Each experiment was replicated three times over different days. Fluorescence of each sample is reported as the mean ± std dev. of the sfGFP and Cph1(Y176H) fluorescence from three experiments. A one-sample Student’s t-test was conducted for every sample to evaluate whether sfGFP or Cph1(Y176H) fluorescence was significantly different from zero (one-sided, p < 0.05). Fluorescence of samples that failed this test are reported as not detected or N.D. Significance in the difference of fold changes was calculated via a two-sample Welch’s unequal variances t-test.

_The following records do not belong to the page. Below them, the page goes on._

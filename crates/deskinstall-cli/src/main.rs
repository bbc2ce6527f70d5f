mod dispatch;
mod render;

use std::path::PathBuf;

use anyhow::Result;
use clap::{Parser, Subcommand};
use deskinstall_core::InstallAction;
use tracing_subscriber::EnvFilter;

use crate::dispatch::run_cli;

const LOG_ENV_VAR: &str = "DESKINSTALL_LOG";

#[derive(Parser, Debug)]
#[command(name = "deskinstall")]
#[command(about = "Installer for the AnythingLLM desktop application", long_about = None, version)]
struct Cli {
    /// Directory holding the files to install (defaults to `payload` next to this executable)
    #[arg(long, global = true)]
    payload_dir: Option<PathBuf>,
    /// Installer state file to read and write
    #[arg(long, global = true)]
    state_file: Option<PathBuf>,
    #[arg(short, long, global = true)]
    verbose: bool,
    #[command(subcommand)]
    command: Commands,
}

#[derive(Subcommand, Debug)]
enum Commands {
    /// Inspect the current installation and print the recommended action
    Detect,
    /// Copy the payload, save installer state and create shortcuts
    Install {
        #[arg(long)]
        path: Option<PathBuf>,
        #[arg(long, value_parser = parse_action_arg)]
        action: Option<InstallAction>,
        #[arg(long)]
        no_desktop_shortcut: bool,
        #[arg(long)]
        no_menu_shortcut: bool,
        #[arg(short, long)]
        yes: bool,
    },
    /// Print the resolved installer locations
    Doctor,
}

fn parse_action_arg(value: &str) -> Result<InstallAction, String> {
    InstallAction::parse(value).map_err(|err| err.to_string())
}

fn init_tracing(verbose: bool) {
    let default_directive = if verbose { "debug" } else { "warn" };
    let filter = EnvFilter::try_from_env(LOG_ENV_VAR)
        .unwrap_or_else(|_| EnvFilter::new(default_directive));
    let _ = tracing_subscriber::fmt()
        .with_env_filter(filter)
        .with_target(false)
        .with_writer(std::io::stderr)
        .try_init();
}

fn main() -> Result<()> {
    let cli = Cli::parse();
    init_tracing(cli.verbose);
    run_cli(cli)
}

#[cfg(test)]
mod tests;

Transfer function modeling and fitting

Steady-state transfer functions in Fig. 6b, Supplementary Figs. 14, 15, and 18 were fitted to a Hill Function of the form:

$$y = y_0 + {\mathrm{\Delta }}y \cdot \frac{{x^n}}{{x^n + K_{1/2}^n}}$$

Here, y is the observed sfGFP fluorescence in MEFL, which has a minimum value of y0 in the absence of inducer and a maximum of y0y under saturating conditions, x is either light intensity in μmol m−2 s−1 (Fig. 6b), Xylose concentration in % (Supplementary Figs. 14B,  15B, and 18) or IPTG concentration in μM (Supplementary Figs. 14D and 15D), K1/2 is the inducer concentration for half-maximum activation, and n is the Hill coefficient. Fitting was performed using the LmFit python package79 with the Levenberg-Marquardt algorithm. Experimental data from three replicates were combined and fitted simultaneously. To adequately fit low and high fluorescence values, the error to minimize was defined as the difference between the logarithm of a fluorescence datapoint and the logarithm of the model prediction. Fitted parameter values and their uncertainties can be found in Supplementary Data 4.

Kinetic response modeling and fitting

The response of the CcaSR system to an instantaneous change in light intensity was modeled as a differential equation system of the form:

$$\frac{{dp}}{{dt}} = k_p \cdot \left( {c\left( {I_g,I_r} \right) - p\left( t \right)} \right)$$
$$\frac{{dg}}{{dt}} = k_g \cdot \left( {p\left( {t - \tau } \right) - g\left( t \right)} \right)$$
$$\frac{{dG}}{{dt}} = k_d \cdot \left( {g\left( t \right) - G\left( t \right)} \right)$$

Here, p(t) represents the sfGFP production rate, g(t) represents immature sfGFP, and G(t) is the fully mature, observed sfGFP. Their dynamics are determined by rate constants kp, kg, and kG. τ represents the delay before a change in sfGFP production actually occurs. Finally, c is the system input, and is a function of light intensities Ig and Ir. Units for c, p(t), and G(t) have been chosen such that, in steady state, c = pss = gss = Gss, and thus c determines the steady state output fluorescence. To simulate an instantaneous change from red to green light (Fig. 6c), the model was solved with initial conditions p(0) = g(0) = G(0) = y0 and c = y0 + Δy, where y0 and Δy are obtained from the Hill function fit. Similarly, an instantaneous change from green to red light (Fig. 6d) was simulated with p(0) = g(0) = G(0) = y0 + Δy and c = y0. Fitting was performed using LmFit as described above.

Reporting summary

Further information on research design is available in the Nature Research Reporting Summary linked to this article.